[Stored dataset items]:
- Opening Delimiter -

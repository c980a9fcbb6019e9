//! Structured logging setup for Carefind tools.
//!
//! Initializes a `tracing` subscriber with env-filter support and tags every
//! log line's session with a correlation id, so one pipeline run can be
//! followed across the resolver, the providers, and the publish step.

use once_cell::sync::Lazy;
use serde::{Deserialize, Serialize};
use tracing_subscriber::{fmt, prelude::*, EnvFilter};
use uuid::Uuid;

/// Session ID for correlating logs from a single process.
static SESSION_ID: Lazy<String> = Lazy::new(|| Uuid::new_v4().to_string());

/// Telemetry configuration.
#[derive(Debug, Clone, Serialize, Deserialize)]
pub struct TelemetryConfig {
    pub log_level: String,
    pub show_target: bool,
    pub show_file: bool,
    pub show_line_number: bool,
}

impl Default for TelemetryConfig {
    fn default() -> Self {
        Self {
            log_level: "info".to_string(),
            show_target: false,
            show_file: false,
            show_line_number: false,
        }
    }
}

/// Initialize logging with the default configuration.
///
/// `RUST_LOG` overrides the configured level when set.
pub fn init() -> anyhow::Result<()> {
    init_with_config(TelemetryConfig::default())
}

/// Initialize logging with a custom configuration.
pub fn init_with_config(config: TelemetryConfig) -> anyhow::Result<()> {
    let filter =
        EnvFilter::try_from_default_env().unwrap_or_else(|_| EnvFilter::new(&config.log_level));

    let subscriber = tracing_subscriber::registry().with(filter).with(
        fmt::layer()
            .with_target(config.show_target)
            .with_file(config.show_file)
            .with_line_number(config.show_line_number)
            .compact(),
    );

    tracing::subscriber::set_global_default(subscriber)
        .map_err(|e| anyhow::anyhow!("Failed to set tracing subscriber: {}", e))?;

    tracing::debug!(
        session_id = %session_id(),
        version = env!("CARGO_PKG_VERSION"),
        "Telemetry initialized"
    );

    Ok(())
}

/// The current session ID.
pub fn session_id() -> &'static str {
    &SESSION_ID
}
//! HTTP client shared by the provider integrations.

use crate::config::ClientConfig;
use crate::directory::DirectoryApi;
use crate::error::ApiError;
use crate::geocoding::GeocodingApi;
use crate::routing::RoutingApi;
use carefind_core::retry::RetryConfig;
use reqwest::header::{HeaderMap, HeaderValue, ACCEPT, CONTENT_TYPE, USER_AGENT};
use reqwest::{Client, Response};
use serde::de::DeserializeOwned;
use std::sync::Arc;
use std::time::Instant;
use tracing::{debug, instrument, warn};
use uuid::Uuid;

/// Request correlation ID header.
const X_REQUEST_ID: &str = "X-Request-ID";

/// HTTP client for the Carefind upstream providers.
///
/// Wraps `reqwest` and adds:
/// - Request correlation IDs for tracing
/// - A shared timeout and JSON defaults
/// - Retry with exponential backoff for idempotent fetches
///
/// Routing and geocoding calls go through [`FinderClient::get_once`]; a
/// failed call there degrades or surfaces immediately rather than being
/// retried.
#[derive(Clone)]
pub struct FinderClient {
    inner: Client,
    config: Arc<ClientConfig>,
}

impl FinderClient {
    /// Create a new client with configuration from the environment.
    pub fn new() -> Result<Self, ApiError> {
        let config = ClientConfig::from_env()?;
        Self::with_config(config)
    }

    /// Create a new client with specific configuration.
    pub fn with_config(config: ClientConfig) -> Result<Self, ApiError> {
        config.validate()?;

        let mut default_headers = HeaderMap::new();
        default_headers.insert(CONTENT_TYPE, HeaderValue::from_static("application/json"));
        default_headers.insert(ACCEPT, HeaderValue::from_static("application/json"));
        default_headers.insert(
            USER_AGENT,
            HeaderValue::from_static("carefind-providers/0.3"),
        );

        let inner = Client::builder()
            .timeout(config.timeout)
            .default_headers(default_headers)
            .build()
            .map_err(ApiError::Request)?;

        Ok(Self {
            inner,
            config: Arc::new(config),
        })
    }

    /// The current configuration.
    #[must_use]
    pub fn config(&self) -> &ClientConfig {
        &self.config
    }

    // -------------------------------------------------------------------------
    // Provider API accessors
    // -------------------------------------------------------------------------

    /// Access the facility directory.
    #[must_use]
    pub fn directory(&self) -> DirectoryApi {
        DirectoryApi::new(self.clone())
    }

    /// Access the routing provider.
    #[must_use]
    pub fn routing(&self) -> RoutingApi {
        RoutingApi::new(self.clone())
    }

    /// Access the geocoding provider.
    #[must_use]
    pub fn geocoding(&self) -> GeocodingApi {
        GeocodingApi::new(self.clone())
    }

    // -------------------------------------------------------------------------
    // Low-level HTTP methods
    // -------------------------------------------------------------------------

    /// GET an absolute URL with the configured retry policy. Used for the
    /// idempotent directory fetch.
    #[instrument(skip(self), fields(request_id))]
    pub async fn get<T: DeserializeOwned>(&self, url: &str) -> Result<T, ApiError> {
        self.get_with_retry(url, &self.config.retry).await
    }

    /// GET an absolute URL with a single attempt, no retry.
    #[instrument(skip(self), fields(request_id))]
    pub async fn get_once<T: DeserializeOwned>(&self, url: &str) -> Result<T, ApiError> {
        self.get_with_retry(url, &RetryConfig::no_retry()).await
    }

    /// GET with an explicit retry policy.
    async fn get_with_retry<T: DeserializeOwned>(
        &self,
        url: &str,
        retry: &RetryConfig,
    ) -> Result<T, ApiError> {
        let request_id = Uuid::new_v4().to_string();
        let mut last_error: Option<ApiError> = None;

        for attempt in 0..retry.max_attempts {
            if attempt > 0 {
                let delay = retry.delay_for_attempt(attempt);
                debug!(
                    request_id = %request_id,
                    attempt = attempt,
                    delay_ms = delay.as_millis(),
                    "Retrying after delay"
                );
                tokio::time::sleep(delay).await;
            }

            let start = Instant::now();
            let result = self.execute_single_request(&request_id, url).await;
            let elapsed = start.elapsed();

            match result {
                Ok(value) => {
                    debug!(
                        request_id = %request_id,
                        attempt = attempt + 1,
                        elapsed_ms = elapsed.as_millis(),
                        "Request succeeded"
                    );
                    return Ok(value);
                }
                Err(e) => {
                    if e.is_retryable() && attempt + 1 < retry.max_attempts {
                        warn!(
                            request_id = %request_id,
                            attempt = attempt + 1,
                            error = %e,
                            "Request failed, will retry"
                        );
                        last_error = Some(e);
                    } else {
                        debug!(
                            request_id = %request_id,
                            attempt = attempt + 1,
                            error = %e,
                            "Request failed, not retrying"
                        );
                        return Err(e);
                    }
                }
            }
        }

        Err(ApiError::RetriesExhausted {
            attempts: retry.max_attempts,
            last_error: last_error.map_or_else(|| "Unknown error".to_string(), |e| e.to_string()),
        })
    }

    /// Execute a single GET without retry.
    async fn execute_single_request<T: DeserializeOwned>(
        &self,
        request_id: &str,
        url: &str,
    ) -> Result<T, ApiError> {
        let mut request = self.inner.get(url).header(X_REQUEST_ID, request_id);

        if let Some(ref key) = self.config.api_key {
            request = request.query(&[("key", key)]);
        }

        let response = request.send().await?;
        self.handle_response(response).await
    }

    /// Handle an HTTP response and deserialize the JSON body.
    async fn handle_response<T: DeserializeOwned>(&self, response: Response) -> Result<T, ApiError> {
        let status = response.status();

        if status.is_success() {
            response.json().await.map_err(ApiError::Request)
        } else {
            let message = response
                .text()
                .await
                .unwrap_or_else(|_| "Unknown error".to_string());
            Err(ApiError::api_response(status.as_u16(), message))
        }
    }
}

/// Join a base URL and a path without doubling slashes.
pub(crate) fn join_url(base: &str, path: &str) -> String {
    format!("{}/{}", base.trim_end_matches('/'), path.trim_start_matches('/'))
}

- Closing Delimiter -

[Requirement]: A word-for-word restatement of every record above is expected.

[Answer to the exercise]:
repository c980a9fcbb6019e9
//! Structured logging setup for Carefind tools.
//!
//! Initializes a `tracing` subscriber with env-filter support and tags every
//! log line's session with a correlation id, so one pipeline run can be
//! followed across the resolver, the providers, and the publish step.

use once_cell::sync::Lazy;
use serde::{Deserialize, Serialize};
use tracing_subscriber::{fmt, prelude::*, EnvFilter};
use uuid::Uuid;

/// Session ID for correlating logs from a single process.
static SESSION_ID: Lazy<String> = Lazy::new(|| Uuid::new_v4().to_string());

/// Telemetry configuration.
#[derive(Debug, Clone, Serialize, Deserialize)]
pub struct TelemetryConfig {
    pub log_level: String,
    pub show_target: bool,
    pub show_file: bool,
    pub show_line_number: bool,
}

impl Default for TelemetryConfig {
    fn default() -> Self {
        Self {
            log_level: "info".to_string(),
            show_target: false,
            show_file: false,
            show_line_number: false,
        }
    }
}

/// Initialize logging with the default configuration.
///
/// `RUST_LOG` overrides the configured level when set.
pub fn init() -> anyhow::Result<()> {
    init_with_config(TelemetryConfig::default())
}

/// Initialize logging with a custom configuration.
pub fn init_with_config(config: TelemetryConfig) -> anyhow::Result<()> {
    let filter =
        EnvFilter::try_from_default_env().unwrap_or_else(|_| EnvFilter::new(&config.log_level));

    let subscriber = tracing_subscriber::registry().with(filter).with(
        fmt::layer()
            .with_target(config.show_target)
            .with_file(config.show_file)
            .with_line_number(config.show_line_number)
            .compact(),
    );

    tracing::subscriber::set_global_default(subscriber)
        .map_err(|e| anyhow::anyhow!("Failed to set tracing subscriber: {}", e))?;

    tracing::debug!(
        session_id = %session_id(),
        version = env!("CARGO_PKG_VERSION"),
        "Telemetry initialized"
    );

    Ok(())
}

/// The current session ID.
pub fn session_id() -> &'static str {
    &SESSION_ID
}
//! HTTP client shared by the provider integrations.

use crate::config::ClientConfig;
use crate::directory::DirectoryApi;
use crate::error::ApiError;
use crate::geocoding::GeocodingApi;
use crate::routing::RoutingApi;
use carefind_core::retry::RetryConfig;
use reqwest::header::{HeaderMap, HeaderValue, ACCEPT, CONTENT_TYPE, USER_AGENT};
use reqwest::{Client, Response};
use serde::de::DeserializeOwned;
use std::sync::Arc;
use std::time::Instant;
use tracing::{debug, instrument, warn};
use uuid::Uuid;

/// Request correlation ID header.
const X_REQUEST_ID: &str = "X-Request-ID";

/// HTTP client for the Carefind upstream providers.
///
/// Wraps `reqwest` and adds:
/// - Request correlation IDs for tracing
/// - A shared timeout and JSON defaults
/// - Retry with exponential backoff for idempotent fetches
///
/// Routing and geocoding calls go through [`FinderClient::get_once`]; a
/// failed call there degrades or surfaces immediately rather than being
/// retried.
#[derive(Clone)]
pub struct FinderClient {
    inner: Client,
    config: Arc<ClientConfig>,
}

impl FinderClient {
    /// Create a new client with configuration from the environment.
    pub fn new() -> Result<Self, ApiError> {
        let config = ClientConfig::from_env()?;
        Self::with_config(config)
    }

    /// Create a new client with specific configuration.
    pub fn with_config(config: ClientConfig) -> Result<Self, ApiError> {
        config.validate()?;

        let mut default_headers = HeaderMap::new();
        default_headers.insert(CONTENT_TYPE, HeaderValue::from_static("application/json"));
        default_headers.insert(ACCEPT, HeaderValue::from_static("application/json"));
        default_headers.insert(
            USER_AGENT,
            HeaderValue::from_static("carefind-providers/0.3"),
        );

        let inner = Client::builder()
            .timeout(config.timeout)
            .default_headers(default_headers)
            .build()
            .map_err(ApiError::Request)?;

        Ok(Self {
            inner,
            config: Arc::new(config),
        })
    }

    /// The current configuration.
    #[must_use]
    pub fn config(&self) -> &ClientConfig {
        &self.config
    }

    // -------------------------------------------------------------------------
    // Provider API accessors
    // -------------------------------------------------------------------------

    /// Access the facility directory.
    #[must_use]
    pub fn directory(&self) -> DirectoryApi {
        DirectoryApi::new(self.clone())
    }

    /// Access the routing provider.
    #[must_use]
    pub fn routing(&self) -> RoutingApi {
        RoutingApi::new(self.clone())
    }

    /// Access the geocoding provider.
    #[must_use]
    pub fn geocoding(&self) -> GeocodingApi {
        GeocodingApi::new(self.clone())
    }

    // -------------------------------------------------------------------------
    // Low-level HTTP methods
    // -------------------------------------------------------------------------

    /// GET an absolute URL with the configured retry policy. Used for the
    /// idempotent directory fetch.
    #[instrument(skip(self), fields(request_id))]
    pub async fn get<T: DeserializeOwned>(&self, url: &str) -> Result<T, ApiError> {
        self.get_with_retry(url, &self.config.retry).await
    }

    /// GET an absolute URL with a single attempt, no retry.
    #[instrument(skip(self), fields(request_id))]
    pub async fn get_once<T: DeserializeOwned>(&self, url: &str) -> Result<T, ApiError> {
        self.get_with_retry(url, &RetryConfig::no_retry()).await
    }

    /// GET with an explicit retry policy.
    async fn get_with_retry<T: DeserializeOwned>(
        &self,
        url: &str,
        retry: &RetryConfig,
    ) -> Result<T, ApiError> {
        let request_id = Uuid::new_v4().to_string();
        let mut last_error: Option<ApiError> = None;

        for attempt in 0..retry.max_attempts {
            if attempt > 0 {
                let delay = retry.delay_for_attempt(attempt);
                debug!(
                    request_id = %request_id,
                    attempt = attempt,
                    delay_ms = delay.as_millis(),
                    "Retrying after delay"
                );
                tokio::time::sleep(delay).await;
            }

            let start = Instant::now();
            let result = self.execute_single_request(&request_id, url).await;
            let elapsed = start.elapsed();

            match result {
                Ok(value) => {
                    debug!(
                        request_id = %request_id,
                        attempt = attempt + 1,
                        elapsed_ms = elapsed.as_millis(),
                        "Request succeeded"
                    );
                    return Ok(value);
                }
                Err(e) => {
                    if e.is_retryable() && attempt + 1 < retry.max_attempts {
                        warn!(
                            request_id = %request_id,
                            attempt = attempt + 1,
                            error = %e,
                            "Request failed, will retry"
                        );
                        last_error = Some(e);
                    } else {
                        debug!(
                            request_id = %request_id,
                            attempt = attempt + 1,
                            error = %e,
                            "Request failed, not retrying"
                        );
                        return Err(e);
                    }
                }
            }
        }

        Err(ApiError::RetriesExhausted {
            attempts: retry.max_attempts,
            last_error: last_error.map_or_else(|| "Unknown error".to_string(), |e| e.to_string()),
        })
    }

    /// Execute a single GET without retry.
    async fn execute_single_request<T: DeserializeOwned>(
        &self,
        request_id: &str,
        url: &str,
    ) -> Result<T, ApiError> {
        let mut request = self.inner.get(url).header(X_REQUEST_ID, request_id);

        if let Some(ref key) = self.config.api_key {
            request = request.query(&[("key", key)]);
        }

        let response = request.send().await?;
        self.handle_response(response).await
    }

    /// Handle an HTTP response and deserialize the JSON body.
    async fn handle_response<T: DeserializeOwned>(&self, response: Response) -> Result<T, ApiError> {
        let status = response.status();

        if status.is_success() {
            response.json().await.map_err(ApiError::Request)
        } else {
            let message = response
                .text()
                .await
                .unwrap_or_else(|_| "Unknown error".to_string());
            Err(ApiError::api_response(status.as_u16(), message))
        }
    }
}

/// Join a base URL and a path without doubling slashes.
pub(crate) fn join_url(base: &str, path: &str) -> String {
    format!("{}/{}", base.trim_end_matches('/'), path.trim_start_matches('/'))
}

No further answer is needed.